We have extensively discussed the limitations of the fiber tractography approach to DBS (anatomic rendition of fibers with DTI, crossing and kissing fibers) and the limitations of the deterministic DTI technology in our previous publications [24, 7]. The deterministic approach is prone to a higher subjectivity than other approaches (e.g., probabilistic tractography). The extension of a fiber tract very much depends on the software used and on a variety of other factors (region of interest, algorithm, multiple tensor models, etc.) [1]. The “anatomical truth” of a fiber tract like the DRT depends on the definition of a variety of parameters and on the imaging data it originates from (e.g., most deterministic approaches will not show a pontine decussation of the DRT). Moreover, it is difficult to determine a “true accuracy” of the deterministic approach [5, 22]. In a recent study, we found a level of agreement to be ±2.5 mm when comparing electrophysiological distance measurements with DTI. In our experience, however, the accuracy of the method is higher [18]. There are examples in the literature for detrimental results of uncritical use of deterministic tractography in conjunction with neuro-navigation while ignoring electrophysiology [13]. However, when cautiously applying this technology, it can be safely used for navigation and targeting purposes [2, 3, 5, 7].

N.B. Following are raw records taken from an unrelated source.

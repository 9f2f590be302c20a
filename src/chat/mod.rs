//! 채팅 스트리밍 코디네이터 - 질문 한 건의 상태 머신 실행
//!
//! ANALYZING → SEARCHING → SOURCES_FOUND(선택) → GENERATING → (TOKEN)* → DONE
//! 어느 상태에서든 복구 불가능한 실패는 ERROR로 종결됩니다 (역방향 전이 없음).
//!
//! 이벤트는 요청별 mpsc 채널로 전달되며, 수신자가 끊기면 (클라이언트 연결 종료)
//! 전송 실패를 감지해 더 이상의 작업 없이 즉시 종료합니다.

use std::sync::Arc;

use anyhow::{Context, Result};
use futures::StreamExt;
use serde::Serialize;
use tokio::sync::mpsc;

use crate::embedding::EmbeddingProvider;
use crate::retrieval::{
    MaterializedSources, RankFusionEngine, RankedNode, ResultMaterializer, SourceChunk,
    SourceGroup, VectorIndex,
};
use crate::synthesis::{Answer, AnswerSynthesizer, ContextPassage};

// ============================================================================
// Constants
// ============================================================================

/// 하이브리드 검색 기본 top_k
pub const DEFAULT_TOP_K: usize = 10;

/// 폴백 (순수 벡터) 경로의 top_k
const FALLBACK_TOP_K: usize = 10;

/// 이벤트 채널 버퍼 크기
const CHANNEL_CAPACITY: usize = 32;

/// 합성기 중간 실패 시의 고정 폴백 토큰
const MIDSTREAM_ERROR_TOKEN: &str = "응답 생성 중 오류가 발생했습니다. 다시 시도해주세요.";

/// 토큰이 전혀 생성되지 않았을 때의 고정 메시지
const NO_CONTENT_TOKEN: &str = "죄송합니다. 관련된 정보를 찾을 수 없습니다.";

// 클라이언트에 노출하는 정제된 에러 메시지 (내부 예외 텍스트 비노출)
const ERROR_EMBEDDING: &str = "임베딩 생성 중 오류가 발생했습니다.";
const ERROR_DATABASE: &str = "데이터베이스 연결 오류가 발생했습니다.";
const ERROR_GENERIC: &str = "채팅 응답 생성 중 오류가 발생했습니다.";

// ============================================================================
// Protocol
// ============================================================================

/// 요청 수락 전 거부 사유 (스트림 내 error 프레임과 구분됨)
#[derive(Debug, thiserror::Error)]
pub enum ChatError {
    #[error("질문을 입력해주세요.")]
    EmptyQuestion,
}

/// 스트림 상태 표시
#[derive(Debug, Clone, Copy, PartialEq, Eq, Serialize)]
#[serde(rename_all = "snake_case")]
pub enum StreamStatus {
    Analyzing,
    Searching,
    SourcesFound,
    Generating,
}

/// 개행 구분 JSON 프레임 한 건
#[derive(Debug, Clone, Serialize)]
#[serde(tag = "type", rename_all = "snake_case")]
pub enum StreamEvent {
    Status { status: StreamStatus },
    Sources { sources: Vec<SourceGroup> },
    Token { content: String },
    Done,
    Error { message: String },
}

impl StreamEvent {
    fn status(status: StreamStatus) -> Self {
        StreamEvent::Status { status }
    }

    fn token(content: impl Into<String>) -> Self {
        StreamEvent::Token {
            content: content.into(),
        }
    }
}

// ============================================================================
// ChatCoordinator
// ============================================================================

/// 스트리밍 코디네이터
///
/// 하이브리드 검색 → 구체화 → 답변 합성을 하나의 이벤트 시퀀스로 조율합니다.
/// 요청 간 공유 가변 상태는 없습니다.
pub struct ChatCoordinator {
    fusion: Arc<RankFusionEngine>,
    materializer: Arc<ResultMaterializer>,
    embedder: Arc<dyn EmbeddingProvider>,
    vector: Arc<dyn VectorIndex>,
    synthesizer: Arc<dyn AnswerSynthesizer>,
}

impl ChatCoordinator {
    pub fn new(
        fusion: Arc<RankFusionEngine>,
        materializer: Arc<ResultMaterializer>,
        embedder: Arc<dyn EmbeddingProvider>,
        vector: Arc<dyn VectorIndex>,
        synthesizer: Arc<dyn AnswerSynthesizer>,
    ) -> Self {
        Self {
            fusion,
            materializer,
            embedder,
            vector,
            synthesizer,
        }
    }

    /// 질문 한 건의 이벤트 스트림 시작
    ///
    /// 빈 질문은 어떤 이벤트도 방출하기 전에 거부됩니다.
    /// 반환된 수신자를 드롭하면 요청이 취소됩니다.
    pub fn stream(
        self: &Arc<Self>,
        question: &str,
        top_k: usize,
    ) -> Result<mpsc::Receiver<StreamEvent>, ChatError> {
        let trimmed = question.trim();
        if trimmed.is_empty() {
            return Err(ChatError::EmptyQuestion);
        }

        let (tx, rx) = mpsc::channel(CHANNEL_CAPACITY);
        let coordinator = Arc::clone(self);
        let question = trimmed.to_string();

        tokio::spawn(async move {
            coordinator.run(question, top_k, tx).await;
        });

        Ok(rx)
    }

    /// 상태 머신 본체
    async fn run(&self, question: String, top_k: usize, tx: mpsc::Sender<StreamEvent>) {
        if !emit(&tx, StreamEvent::status(StreamStatus::Analyzing)).await {
            return;
        }

        match self.execute(&question, top_k, &tx).await {
            Ok(true) => {
                let _ = emit(&tx, StreamEvent::Done).await;
            }
            // 클라이언트가 끊겼으면 더 이상 아무것도 방출하지 않음
            Ok(false) => {}
            Err(e) => {
                tracing::error!("Chat stream failed for question {:?}: {:#}", question, e);
                let _ = emit(
                    &tx,
                    StreamEvent::Error {
                        message: sanitize_error(&e).to_string(),
                    },
                )
                .await;
            }
        }
    }

    /// SEARCHING부터 토큰 방출까지. 반환값 false = 수신자 끊김.
    async fn execute(
        &self,
        question: &str,
        top_k: usize,
        tx: &mpsc::Sender<StreamEvent>,
    ) -> Result<bool> {
        if !emit(tx, StreamEvent::status(StreamStatus::Searching)).await {
            return Ok(false);
        }

        let ranked = self.fusion.fuse(question, top_k).await?;

        let (materialized, sources_found) = if ranked.is_empty() {
            tracing::info!("Hybrid retrieval empty, falling back to pure vector search");
            let materialized = self.vector_fallback(question).await?;
            let found = !materialized.groups.is_empty();
            (materialized, found)
        } else {
            (self.materializer.materialize(&ranked).await?, true)
        };

        if sources_found && !emit(tx, StreamEvent::status(StreamStatus::SourcesFound)).await {
            return Ok(false);
        }
        // 원본 프로토콜대로 sources 프레임은 비어 있어도 항상 전송
        if !emit(
            tx,
            StreamEvent::Sources {
                sources: materialized.groups.clone(),
            },
        )
        .await
        {
            return Ok(false);
        }

        if !emit(tx, StreamEvent::status(StreamStatus::Generating)).await {
            return Ok(false);
        }

        // 합성 컨텍스트는 표시용 그룹 컷(5개)과 무관하게 해석된 청크 전체 사용
        let passages = passages_from_chunks(&materialized.chunks);
        let answer = self
            .synthesizer
            .synthesize(question, &passages)
            .await
            .context("Answer synthesis setup failed")?;

        self.emit_tokens(answer, tx).await
    }

    /// 폴백 경로: RRF/감쇠 없이 벡터 인덱스 네이티브 결과만 사용
    async fn vector_fallback(&self, question: &str) -> Result<MaterializedSources> {
        let embedding = self
            .embedder
            .embed_query(question)
            .await
            .context("Embedding provider failed in fallback path")?;

        let results = self.vector.query(&embedding, FALLBACK_TOP_K).await?;

        let ranked: Vec<RankedNode> = results
            .into_iter()
            .map(|r| RankedNode {
                node_id: r.node_id,
                weighted_score: r.score,
                display_score: r.score,
            })
            .collect();

        self.materializer.materialize(&ranked).await
    }

    /// 토큰 루프 - 유일하게 호출자에 노출되는 중단 지점
    ///
    /// 합성기 중간 실패는 고정 폴백 토큰으로 복구해 done까지 진행합니다.
    /// 클라이언트의 이벤트 파서가 항상 깨끗한 종료를 보도록 하기 위함입니다.
    async fn emit_tokens(&self, answer: Answer, tx: &mpsc::Sender<StreamEvent>) -> Result<bool> {
        let mut has_content = false;

        match answer {
            Answer::Streamed(mut tokens) => {
                while let Some(item) = tokens.next().await {
                    match item {
                        Ok(token) => {
                            if token.is_empty() {
                                continue;
                            }
                            has_content = true;
                            if !emit(tx, StreamEvent::token(token)).await {
                                return Ok(false);
                            }
                        }
                        Err(e) => {
                            tracing::warn!(
                                "Recovering from mid-stream synthesis error: {:#}",
                                e
                            );
                            has_content = true;
                            if !emit(tx, StreamEvent::token(MIDSTREAM_ERROR_TOKEN)).await {
                                return Ok(false);
                            }
                            break;
                        }
                    }
                }
            }
            Answer::Complete(text) => {
                let content = if text.trim().is_empty() {
                    NO_CONTENT_TOKEN.to_string()
                } else {
                    text
                };
                has_content = true;
                if !emit(tx, StreamEvent::token(content)).await {
                    return Ok(false);
                }
            }
        }

        if !has_content && !emit(tx, StreamEvent::token(NO_CONTENT_TOKEN)).await {
            return Ok(false);
        }

        Ok(true)
    }
}

// ============================================================================
// Helpers
// ============================================================================

/// 이벤트 전송. false = 수신자 드롭 (클라이언트 연결 종료)
async fn emit(tx: &mpsc::Sender<StreamEvent>, event: StreamEvent) -> bool {
    if tx.send(event).await.is_err() {
        tracing::debug!("Event receiver dropped, stopping chat stream");
        return false;
    }
    true
}

/// 해석된 청크에서 합성용 컨텍스트 추출 (랭크 순서 유지)
fn passages_from_chunks(chunks: &[SourceChunk]) -> Vec<ContextPassage> {
    chunks
        .iter()
        .map(|chunk| ContextPassage {
            title: chunk.metadata.title.clone(),
            text: chunk.text.clone(),
        })
        .collect()
}

/// 내부 에러를 클라이언트용 정제 메시지로 변환
///
/// 내부 예외 텍스트는 로그에만 남기고 절대 클라이언트로 내보내지 않습니다.
fn sanitize_error(e: &anyhow::Error) -> &'static str {
    let chain = format!("{:#}", e).to_lowercase();
    if chain.contains("embedding") || chain.contains("임베딩") {
        ERROR_EMBEDDING
    } else if chain.contains("sqlite") || chain.contains("lance") || chain.contains("database") {
        ERROR_DATABASE
    } else {
        ERROR_GENERIC
    }
}

// ============================================================================
// Tests
// ============================================================================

Certain limitations, primarily owing to the case study character of this report, have to be discussed: This report shows that a one-pass threading of two target regions (STN and DRT) is possible without obvious detrimental effects to the patients. Tremor could more optimally be investigated with a more detailed tremor rating (e.g., Fahn–Marsden Tremor rating scale) and with blinded raters using video rating. We perform this in our clinical study. We have shown that tremor and, to a certain extent other IPS symptoms, can be positively influenced with stimulation of these targets. We have, however, not differentially tested the effects of singular STN or DRT stimulation via this route. This certainly would be an interesting question. The focus in the treatment of the two patients was the alleviation of clinical symptoms of IPS. It would, however, have been interesting to see to what extent dopaminergic medication could be decreased depending on the target stimulated and if stimulation of the STN and DRT over the parietal approach could be considered in much younger patients with EQT IPS that might later develop strong fluctuations. We cannot address these questions with our results here. This and the question if a combined stimulation of both regions is superior to stimulation of single structures and the effect on the patients’ quality of life is the focus of a clinical study that we have just initiated and which is currently recruiting.

Conclusions

The proposed parietal approach threading the STN and DRT in one pass appears to be feasible and safe. A differential stimulation of the two target regions (DRT and STN) can be performed with the implanted DBS system tailored to the patients’ symptoms, within typical stimulation ranges. Clinically, no neuropsychiatric effects were seen. Even with a trans-ventricular approach in one patient, electrodes could be safely and accurately placed in both target regions. We hypothesize that the combined stimulation of the STN and the DRT target could be superior with respect to the overall symptom reduction as compared to the singular stimulation of one individual target region (STN or DRT). In one patient who was previously stimulated in the STN (with a traditional anterior approach) this was certainly the case. In this respect, our pilot data might suggest a new and viable therapeutic option to treat the subgroup of TD and EQT IPS and with tremor as the predominant symptom. However, if the results could be replicated in a larger patient group, this work would have the chance to change standardized treatment with DBS for the whole patient group of TD or EQT IPS patients. A clinical study (recruiting) to further investigate this approach in a larger patient group (OPINION: www.clinicaltrials.gov; NCT02288468) is the focus of our ongoing research.